Автомобиль, который эрцгерцог мог себе позволить, был австрийских производителей Gräf & Stift, модель 28/32, Двойной фаэтон, 1910 года, 4 цилиндра, 5,4 литра, до сих пор бережно сохраняется в венском Военно-историческом музее (Heeresgeschichtlichen Museum). Носил регистрационный номер AIII-118 и на самом деле принадлежал не Ф. Ф., а графу Францу Гарраху (Franz Graf Harrach, 1870–1934), который в момент покушения находился в том же двойном фаэтоне. См. также комм., ч. 2, гл. 5, с. 488.
Сараево это в Боснии, пани Мюллерова… А подстроили это, видать, турки. Нечего нам было отнимать у них Боснию и Герцеговину…
Ранее (после русско-турецкой войны 1877–1878 гг.) оккупированная и подконтрольная Габсбургам Босния и Герцеговина со столицей Сараево (51 тыс. кв. км, 2 миллиона жителей) была в 1908 году присоединена к империи де-факто в результате быстрого наступления и долгих переговоров.
Недавно у нас в Нуслях один господин забавлялся револьвером и перестрелял всю семью да еще швейцара,
Нусле (Nusle) – район Праги. Совсем рядом, в ту пору сначала круто вниз с горы, а потом после мостика через речку Ботич (Botíč) круто вверх, в двадцати-тридцати минутах ходьбы от пивной «У чаши» в соседнем пражском районе Новый Город (Nové Město), возле которой на улице с названием На Бойишти (Na Bojišti), как вполне доказательно утверждают многие гашековеды, скорее всего и поселил жуликоватого торговца собаками автор романа.
Тут же помер, сударь. Известно – с револьвером шутки плохи.
В этом месте, по мере развития прямой речи героев перед переводчиком встает первая и, без сомнения, самая что ни на есть коренная проблема. Дело в том, что Швейк и его служанка, да и огромное большинство других персонажей-чехов, говорят в романе на неформальном, разговорном чешском. Само по себе это явление (hovorová nespisovná čeština), уникальное именно для живой чешской культуры, состоит в том, что в бытовой, дружеской обстановке нормативный литературный «как бы коверкается». Ниже приводятся несколько прямо следующих за начальной строкой абзацев оригинала, с выделением в них всех «воно и еслив» беседы.

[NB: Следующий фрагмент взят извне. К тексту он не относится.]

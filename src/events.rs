//! Invalidation event queue.
//!
//! Decorated operations publish an event after each successful upstream
//! call; the invalidator consumes them to keep cached state consistent.

use std::collections::VecDeque;
use std::sync::Mutex;
use std::sync::atomic::{AtomicU64, Ordering};

use time::OffsetDateTime;
use tracing::info;
use uuid::Uuid;

use crate::config::OperationKind;
use crate::entity::EntityId;
use crate::lock::mutex_lock;

const SOURCE: &str = "events";

/// Position of an event in this process's publish order.
pub type Epoch = u64;

/// One successful operation against an entity type.
#[derive(Debug, Clone)]
pub struct CacheEvent {
    /// Identifier the consumer dedupes on (UUIDv4).
    pub id: Uuid,
    /// Position in publish order.
    pub epoch: Epoch,
    /// Entity type the operation ran against.
    pub entity_type: String,
    /// What the operation did.
    pub kind: OperationKind,
    /// Identity of the affected record, when the operation names one.
    pub entity_id: Option<EntityId>,
    pub timestamp: OffsetDateTime,
}

impl CacheEvent {
    pub fn new(
        entity_type: impl Into<String>,
        kind: OperationKind,
        entity_id: Option<EntityId>,
        epoch: Epoch,
    ) -> Self {
        Self {
            id: Uuid::new_v4(),
            epoch,
            entity_type: entity_type.into(),
            kind,
            entity_id,
            timestamp: OffsetDateTime::now_utc(),
        }
    }
}

/// FIFO queue between decorated operations and the invalidator.
///
/// A plain mutex is enough here: writers enqueue one event per operation
/// and the invalidator takes them out in batches, so the lock is held for
/// moments at a time.
pub struct EventQueue {
    queue: Mutex<VecDeque<CacheEvent>>,
    epoch_counter: AtomicU64,
}

impl EventQueue {
    pub fn new() -> Self {
        Self {
            queue: Mutex::new(VecDeque::new()),
            epoch_counter: AtomicU64::new(0),
        }
    }

    /// Enqueue an event for the given operation, stamping the next epoch.
    pub fn publish(&self, entity_type: &str, kind: OperationKind, entity_id: Option<EntityId>) {
        let epoch = self.epoch_counter.fetch_add(1, Ordering::SeqCst);
        let event = CacheEvent::new(entity_type, kind, entity_id, epoch);

        info!(
            event_id = %event.id,
            event_epoch = event.epoch,
            entity_type,
            kind = %kind,
            "Invalidation event published"
        );

        mutex_lock(&self.queue, SOURCE, "publish").push_back(event);
    }

    /// Take up to `limit` events off the queue, oldest first.
    pub fn drain(&self, limit: usize) -> Vec<CacheEvent> {
        let mut queue = mutex_lock(&self.queue, SOURCE, "drain");
        let count = limit.min(queue.len());
        queue.drain(..count).collect()
    }

    /// Events currently waiting to be consumed.
    pub fn len(&self) -> usize {
        mutex_lock(&self.queue, SOURCE, "len").len()
    }

    pub fn is_empty(&self) -> bool {
        self.len() == 0
    }

    /// Discard every pending event without consuming it.
    pub fn clear(&self) {
        mutex_lock(&self.queue, SOURCE, "clear").clear();
    }
}

impl Default for EventQueue {
    fn default() -> Self {
        Self::new()
    }
}
//! Query result cache with request coalescing.
//!
//! Results of decorated reads are cached by call fingerprint. Concurrent
//! reads of one fingerprint share a single upstream call: the first caller
//! installs an in-flight slot holding a shared future and later callers
//! await that same future. Invalidation drops settled and in-flight slots
//! alike; coalesced callers still receive their result, it is simply not
//! cached.

use std::collections::HashSet;
use std::future::Future;
use std::sync::{Arc, RwLock};
use std::time::{Duration, Instant};

use futures::FutureExt;
use futures::future::{BoxFuture, Shared};
use lru::LruCache;
use metrics::counter;
use serde_json::Value;
use tracing::debug;

use crate::config::CacheSettings;
use crate::error::CacheError;
use crate::keys::QueryKey;
use crate::lock::{rw_read, rw_write};
use crate::registry::TouchIndex;

const SOURCE: &str = "query";

const METRIC_QUERY_HIT_TOTAL: &str = "dispensa_query_hit_total";
const METRIC_QUERY_MISS_TOTAL: &str = "dispensa_query_miss_total";
const METRIC_QUERY_EVICT_TOTAL: &str = "dispensa_query_evict_total";

type SharedProducer = Shared<BoxFuture<'static, Result<Arc<Value>, CacheError>>>;

/// A settled query result with its freshness stamp.
#[derive(Debug, Clone)]
pub struct QueryEntry {
    pub result: Arc<Value>,
    /// Entity types whose invalidation evicts this entry.
    pub touches: HashSet<String>,
    pub expires_at: Option<Instant>,
}

impl QueryEntry {
    /// Whether the entry is still fresh at `now`.
    pub fn is_fresh(&self, now: Instant) -> bool {
        self.expires_at.is_none_or(|deadline| now < deadline)
    }
}

/// One cached fingerprint: settled, or still being produced.
///
/// The flight id ties an in-flight reservation to its completion. When the
/// reservation is invalidated or evicted mid-flight the id no longer
/// matches and the completion skips caching. An abandoned in-flight slot
/// is harmless: the next reader of the key joins the pending future and
/// drives it to completion.
enum Slot {
    Ready(QueryEntry),
    InFlight { flight: u64, shared: SharedProducer },
}

struct QueryState {
    slots: LruCache<QueryKey, Slot>,
    index: TouchIndex,
    next_flight: u64,
}

enum Pending {
    Join(SharedProducer),
    Lead { flight: u64, shared: SharedProducer },
}

enum Probe {
    Hit(Arc<Value>),
    Join(SharedProducer),
    Vacant,
}

/// Cache of decorated read results keyed by call fingerprint.
///
/// One lock guards entries and touch index together so invalidation always
/// observes them as a consistent pair. The lock is never held across an
/// await.
pub struct QueryCache {
    state: RwLock<QueryState>,
}

impl QueryCache {
    pub fn new(settings: &CacheSettings) -> Self {
        Self {
            state: RwLock::new(QueryState {
                slots: LruCache::new(settings.query_limit_non_zero()),
                index: TouchIndex::new(),
                next_flight: 0,
            }),
        }
    }

    /// Serve the fingerprint from cache, or produce it upstream.
    ///
    /// On a miss the key is reserved before `produce` runs; every
    /// concurrent caller for the same key awaits the same shared future,
    /// so at most one upstream call is in flight per fingerprint. Success
    /// settles the entry with `touches` registered and `ttl` stamped at
    /// completion. Failure releases the reservation so a later read can
    /// retry, and the error reaches every coalesced caller.
    pub async fn read<F>(
        &self,
        key: QueryKey,
        touches: HashSet<String>,
        ttl: Option<Duration>,
        produce: F,
    ) -> Result<Arc<Value>, CacheError>
    where
        F: Future<Output = Result<Arc<Value>, CacheError>> + Send + 'static,
    {
        let pending = {
            let mut state = rw_write(&self.state, SOURCE, "read");
            let now = Instant::now();

            let probe = match state.slots.get(&key) {
                Some(Slot::Ready(entry)) if entry.is_fresh(now) => {
                    Probe::Hit(Arc::clone(&entry.result))
                }
                Some(Slot::InFlight { shared, .. }) => Probe::Join(shared.clone()),
                _ => Probe::Vacant,
            };

            match probe {
                Probe::Hit(result) => {
                    counter!(METRIC_QUERY_HIT_TOTAL).increment(1);
                    debug!(key = %key, outcome = "hit", "query cache");
                    return Ok(result);
                }
                Probe::Join(shared) => {
                    counter!(METRIC_QUERY_HIT_TOTAL).increment(1);
                    debug!(key = %key, outcome = "join", "query cache");
                    Pending::Join(shared)
                }
                Probe::Vacant => {
                    counter!(METRIC_QUERY_MISS_TOTAL).increment(1);
                    debug!(key = %key, outcome = "miss", "query cache");

                    let flight = state.next_flight;
                    state.next_flight += 1;
                    let shared: SharedProducer = produce.boxed().shared();

                    state.index.register(key.clone(), touches);
                    let installed = Slot::InFlight {
                        flight,
                        shared: shared.clone(),
                    };
                    if let Some((evicted_key, _)) = state.slots.push(key.clone(), installed)
                        && evicted_key != key
                    {
                        state.index.unregister(&evicted_key);
                        counter!(METRIC_QUERY_EVICT_TOTAL).increment(1);
                        debug!(key = %evicted_key, "query entry evicted at capacity");
                    }

                    Pending::Lead { flight, shared }
                }
            }
        };

        match pending {
            Pending::Join(shared) => shared.await,
            Pending::Lead { flight, shared } => {
                let outcome = shared.await;
                match &outcome {
                    Ok(result) => self.complete(&key, flight, Arc::clone(result), ttl),
                    Err(_) => self.release(&key, flight),
                }
                outcome
            }
        }
    }

    /// Settle a reservation, unless it was lost mid-flight.
    fn complete(&self, key: &QueryKey, flight: u64, result: Arc<Value>, ttl: Option<Duration>) {
        let mut state = rw_write(&self.state, SOURCE, "complete");
        let current = matches!(
            state.slots.peek(key),
            Some(Slot::InFlight { flight: active, .. }) if *active == flight
        );
        if !current {
            debug!(key = %key, "query result not cached, reservation lost");
            return;
        }

        let entry = QueryEntry {
            result,
            touches: state.index.types_for_key(key),
            expires_at: ttl.map(|ttl| Instant::now() + ttl),
        };
        state.slots.put(key.clone(), Slot::Ready(entry));
    }

    /// Drop a failed reservation so the next read can retry.
    fn release(&self, key: &QueryKey, flight: u64) {
        let mut state = rw_write(&self.state, SOURCE, "release");
        let current = matches!(
            state.slots.peek(key),
            Some(Slot::InFlight { flight: active, .. }) if *active == flight
        );
        if current {
            state.slots.pop(key);
            state.index.unregister(key);
        }
    }

    /// Fresh settled result for the key, when one is cached.
    ///
    /// An expired entry is removed on observation.
    pub fn lookup(&self, key: &QueryKey) -> Option<Arc<Value>> {
        let mut state = rw_write(&self.state, SOURCE, "lookup");
        let now = Instant::now();

        let settled = match state.slots.get(key) {
            Some(Slot::Ready(entry)) => Some((entry.is_fresh(now), Arc::clone(&entry.result))),
            _ => None,
        };
        match settled {
            Some((true, result)) => Some(result),
            Some((false, _)) => {
                state.slots.pop(key);
                state.index.unregister(key);
                None
            }
            None => None,
        }
    }

    /// Evict every cached query touching the given entity type.
    ///
    /// Returns the number of evicted slots, in-flight reservations
    /// included.
    pub fn invalidate(&self, entity_type: &str) -> usize {
        let mut state = rw_write(&self.state, SOURCE, "invalidate");
        let keys = state.index.keys_for_type(entity_type);
        for key in &keys {
            state.slots.pop(key);
            state.index.unregister(key);
        }
        if !keys.is_empty() {
            debug!(entity_type, evicted = keys.len(), "query entries invalidated");
        }
        keys.len()
    }

    /// Evict every cached query regardless of what it touches.
    ///
    /// Returns the number of evicted slots, in-flight reservations
    /// included. Producers already running keep going; their results
    /// still reach waiters but are not written back.
    pub fn invalidate_all(&self) -> usize {
        let mut state = rw_write(&self.state, SOURCE, "invalidate_all");
        let evicted = state.slots.len();
        state.slots.clear();
        state.index.clear();
        if evicted > 0 {
            debug!(evicted, "query cache invalidated wholesale");
        }
        evicted
    }

    /// Drop every entry and index mapping.
    pub fn clear(&self) {
        let mut state = rw_write(&self.state, SOURCE, "clear");
        state.slots.clear();
        state.index.clear();
    }

    /// Number of slots currently held, in-flight reservations included.
    pub fn len(&self) -> usize {
        rw_read(&self.state, SOURCE, "len").slots.len()
    }

    /// Check if the cache holds no slots.
    pub fn is_empty(&self) -> bool {
        self.len() == 0
    }
}
//! Declarative caching for async data-access functions.
//!
//! Entity types are declared up front with their freshness window, their
//! api operations, and the invalidation links between them. [`ApiCache`]
//! then wraps each data-access function in a decorator matching its
//! operation kind. Callers keep calling plain async functions; behind the
//! decorator, reads are cached and deduplicated, written entities are
//! stored by id, and every operation evicts exactly the entity types its
//! configuration declares.
//!
//! ```ignore
//! let user = EntityTypeConfig {
//!     ttl_ms: Some(300_000),
//!     api: BTreeMap::from([
//!         ("getUsers".to_string(), OperationKind::Get),
//!         ("createUser".to_string(), OperationKind::Post),
//!     ]),
//!     ..EntityTypeConfig::new("user")
//! };
//! let cache = ApiCache::new(vec![user])?;
//!
//! let get_users = cache.decorate_read_many("user", "getUsers", fetch_users)?;
//! let create_user = cache.decorate_create("user", "createUser", post_user)?;
//!
//! let users = get_users.call(()).await?;   // reaches upstream
//! let same = get_users.call(()).await?;    // served from cache
//! create_user.call(draft).await?;          // evicts the cached list
//! ```

pub mod config;
pub mod decorate;
pub mod entity;
pub mod error;
pub mod events;
pub mod invalidate;
pub mod keys;
pub mod query;
pub mod store;

mod lock;
mod registry;

use std::error::Error as StdError;
use std::future::Future;
use std::sync::Arc;

use serde::Serialize;
use serde::de::DeserializeOwned;

pub use crate::config::{CacheSettings, EntityRegistry, EntityTypeConfig, OperationKind};
pub use crate::decorate::{
    DecoratedCreate, DecoratedDelete, DecoratedDeleteReturning, DecoratedRead, DecoratedReadMany,
    DecoratedUpdate,
};
pub use crate::entity::{CacheEntity, EntityId};
pub use crate::error::{CacheError, ConfigError};
pub use crate::events::{CacheEvent, Epoch, EventQueue};
pub use crate::invalidate::{InvalidationPlan, Invalidator};
pub use crate::keys::{QueryKey, fingerprint_args, hash_value};
pub use crate::query::{QueryCache, QueryEntry};
pub use crate::store::{EntityRecord, EntityStore};

/// Shared cache state behind every decorator.
pub(crate) struct Core {
    pub(crate) settings: CacheSettings,
    pub(crate) registry: Arc<EntityRegistry>,
    pub(crate) store: Arc<EntityStore>,
    pub(crate) queries: Arc<QueryCache>,
    pub(crate) queue: Arc<EventQueue>,
    pub(crate) invalidator: Invalidator,
}

/// Entry point tying configuration, stores, and decorators together.
///
/// Clones are cheap and share all cache state, so one `ApiCache` can hand
/// out decorators across an application.
#[derive(Clone)]
pub struct ApiCache {
    core: Arc<Core>,
}

impl ApiCache {
    /// Build a cache over the given entity type configs with default
    /// settings.
    pub fn new(configs: Vec<EntityTypeConfig>) -> Result<Self, ConfigError> {
        Self::with_settings(configs, CacheSettings::default())
    }

    pub fn with_settings(
        configs: Vec<EntityTypeConfig>,
        settings: CacheSettings,
    ) -> Result<Self, ConfigError> {
        let registry = Arc::new(EntityRegistry::new(configs)?);
        let store = Arc::new(EntityStore::new(&registry, &settings));
        let queries = Arc::new(QueryCache::new(&settings));
        let queue = Arc::new(EventQueue::new());
        let invalidator = Invalidator::new(
            Arc::clone(&registry),
            Arc::clone(&store),
            Arc::clone(&queries),
            Arc::clone(&queue),
            &settings,
        );
        Ok(Self {
            core: Arc::new(Core {
                settings,
                registry,
                store,
                queries,
                queue,
                invalidator,
            }),
        })
    }

    /// Wrap a POST-like function declared as such on the entity type.
    pub fn decorate_create<Args, T, E, F, Fut>(
        &self,
        entity_type: &str,
        operation: &str,
        raw: F,
    ) -> Result<DecoratedCreate<Args, T, E, F>, ConfigError>
    where
        F: Fn(Args) -> Fut,
        Fut: Future<Output = Result<T, E>>,
        T: CacheEntity + Serialize,
        E: StdError + Send + Sync + 'static,
    {
        self.core
            .registry
            .require_operation(entity_type, operation, OperationKind::Post)?;
        Ok(DecoratedCreate::new(
            Arc::clone(&self.core),
            entity_type.to_string(),
            operation.to_string(),
            raw,
        ))
    }

    /// Wrap a GET-like function returning a single entity.
    pub fn decorate_read<Args, T, E, F, Fut>(
        &self,
        entity_type: &str,
        operation: &str,
        raw: F,
    ) -> Result<DecoratedRead<Args, T, E, F>, ConfigError>
    where
        F: Fn(Args) -> Fut + Send + Sync + 'static,
        Fut: Future<Output = Result<T, E>> + Send + 'static,
        Args: Serialize + Send + 'static,
        T: CacheEntity + Serialize + DeserializeOwned + Send + 'static,
        E: StdError + Send + Sync + 'static,
    {
        self.core
            .registry
            .require_operation(entity_type, operation, OperationKind::Get)?;
        Ok(DecoratedRead::new(
            Arc::clone(&self.core),
            entity_type.to_string(),
            operation.to_string(),
            raw,
        ))
    }

    /// Wrap a GET-like function returning a list of entities.
    pub fn decorate_read_many<Args, T, E, F, Fut>(
        &self,
        entity_type: &str,
        operation: &str,
        raw: F,
    ) -> Result<DecoratedReadMany<Args, T, E, F>, ConfigError>
    where
        F: Fn(Args) -> Fut + Send + Sync + 'static,
        Fut: Future<Output = Result<Vec<T>, E>> + Send + 'static,
        Args: Serialize + Send + 'static,
        T: CacheEntity + Serialize + DeserializeOwned + Send + 'static,
        E: StdError + Send + Sync + 'static,
    {
        self.core
            .registry
            .require_operation(entity_type, operation, OperationKind::Get)?;
        Ok(DecoratedReadMany::new(
            Arc::clone(&self.core),
            entity_type.to_string(),
            operation.to_string(),
            raw,
        ))
    }

    /// Wrap a PUT-like function declared as such on the entity type.
    pub fn decorate_update<Args, T, E, F, Fut>(
        &self,
        entity_type: &str,
        operation: &str,
        raw: F,
    ) -> Result<DecoratedUpdate<Args, T, E, F>, ConfigError>
    where
        F: Fn(Args) -> Fut,
        Fut: Future<Output = Result<T, E>>,
        T: CacheEntity + Serialize,
        E: StdError + Send + Sync + 'static,
    {
        self.core
            .registry
            .require_operation(entity_type, operation, OperationKind::Put)?;
        Ok(DecoratedUpdate::new(
            Arc::clone(&self.core),
            entity_type.to_string(),
            operation.to_string(),
            raw,
        ))
    }

    /// Wrap a DELETE-like function whose arguments convert into the id of
    /// the deleted entity.
    pub fn decorate_delete<Args, T, E, F, Fut>(
        &self,
        entity_type: &str,
        operation: &str,
        raw: F,
    ) -> Result<DecoratedDelete<Args, T, E, F>, ConfigError>
    where
        F: Fn(Args) -> Fut,
        Fut: Future<Output = Result<T, E>>,
        Args: Clone + Into<EntityId>,
        E: StdError + Send + Sync + 'static,
    {
        self.core
            .registry
            .require_operation(entity_type, operation, OperationKind::Delete)?;
        Ok(DecoratedDelete::new(
            Arc::clone(&self.core),
            entity_type.to_string(),
            operation.to_string(),
            raw,
        ))
    }

    /// Wrap a DELETE-like function that returns the deleted entity.
    pub fn decorate_delete_returning<Args, T, E, F, Fut>(
        &self,
        entity_type: &str,
        operation: &str,
        raw: F,
    ) -> Result<DecoratedDeleteReturning<Args, T, E, F>, ConfigError>
    where
        F: Fn(Args) -> Fut,
        Fut: Future<Output = Result<T, E>>,
        T: CacheEntity,
        E: StdError + Send + Sync + 'static,
    {
        self.core
            .registry
            .require_operation(entity_type, operation, OperationKind::Delete)?;
        Ok(DecoratedDeleteReturning::new(
            Arc::clone(&self.core),
            entity_type.to_string(),
            operation.to_string(),
            raw,
        ))
    }

    /// Consume one batch of pending invalidation events.
    ///
    /// Decorators consume their own events inline; this is for events
    /// published manually through [`ApiCache::queue`].
    pub fn consume(&self) -> bool {
        self.core.invalidator.consume()
    }

    /// Consume pending invalidation events until the queue is empty.
    pub fn consume_all(&self) -> bool {
        self.core.invalidator.consume_all()
    }

    /// Drop all cached entities, cached queries, and pending events.
    pub fn clear(&self) {
        self.core.store.clear();
        self.core.queries.clear();
        self.core.queue.clear();
    }

    pub fn settings(&self) -> &CacheSettings {
        &self.core.settings
    }

    pub fn registry(&self) -> &EntityRegistry {
        &self.core.registry
    }

    pub fn store(&self) -> &EntityStore {
        &self.core.store
    }

    pub fn queries(&self) -> &QueryCache {
        &self.core.queries
    }

    pub fn queue(&self) -> &EventQueue {
        &self.core.queue
    }
}

#[cfg(test)]
mod tests {
    use serde_json::json;

    use super::*;

    fn configs() -> Vec<EntityTypeConfig> {
        vec![
            EntityTypeConfig {
                invalidates: vec!["listUser".to_string()],
                ..EntityTypeConfig::new("user")
            },
            EntityTypeConfig::new("listUser"),
        ]
    }

    #[test]
    fn clones_share_cache_state() {
        let cache = ApiCache::new(configs()).expect("cache");
        let other = cache.clone();

        cache
            .store()
            .put_value("user", json!({ "id": 1 }))
            .expect("put");

        assert!(other.store().get("user", &EntityId::from(1u64)).is_some());
    }

    #[test]
    fn manual_events_consume_through_the_facade() {
        let cache = ApiCache::new(configs()).expect("cache");
        cache
            .store()
            .put_value("user", json!({ "id": 1 }))
            .expect("put");

        cache
            .queue()
            .publish("user", OperationKind::Put, Some(EntityId::from(1u64)));
        assert_eq!(cache.queue().len(), 1);

        assert!(cache.consume());
        assert!(cache.queue().is_empty());
        assert!(cache.store().get("user", &EntityId::from(1u64)).is_none());
        assert!(!cache.consume());
    }

    #[test]
    fn clear_resets_stores_queries_and_queue() {
        let cache = ApiCache::new(configs()).expect("cache");
        cache
            .store()
            .put_value("user", json!({ "id": 1 }))
            .expect("put");
        cache.queue().publish("user", OperationKind::Put, None);

        cache.clear();

        assert!(cache.store().is_empty());
        assert!(cache.queries().is_empty());
        assert!(cache.queue().is_empty());
    }

    #[test]
    fn invalid_configuration_is_rejected_at_construction() {
        let duplicate = vec![
            EntityTypeConfig::new("user"),
            EntityTypeConfig::new("user"),
        ];
        assert!(matches!(
            ApiCache::new(duplicate),
            Err(ConfigError::DuplicateEntityType { .. })
        ));
    }
}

«Pan arcivévoda byl hned hotovej (hotový), milostpane. To vědí (устн. форма 3 л. мн. ч. гл., прав víte), že s revolverem nejsou žádný (žadné) hračky. Nedávno taky si hrál jeden pán u nás v Nuslích s revolverem a postřílel celou rodinu i domovníka, kterej (který) se šel podívat, kdo to tam střílí ve třetím poschodí».
«Některej (nekterý) revolver, paní Müllerová, vám nedá ránu, kdybyste se zbláznili. Takovejch (takových) systémů je moc, Ale na pana arcivévodu si koupili jistě něco lepšího, a taky bych se chtěl vsadit, paní Müllerová, že ten člověk, co mu to udělal, se na to pěkně voblík (oblékl). To vědí (víte), střílet pana arcivévodu, to je moc těžká práce. To není, jako když pytlák střílí hajnýho (hajného). Tady jde vo to (o to), jak se k němu dostat, na takovýho (takového) pána nesmíte jít v nějakých hadrech. To musíte jít v cylindru, aby vás nesebral dřív policajt».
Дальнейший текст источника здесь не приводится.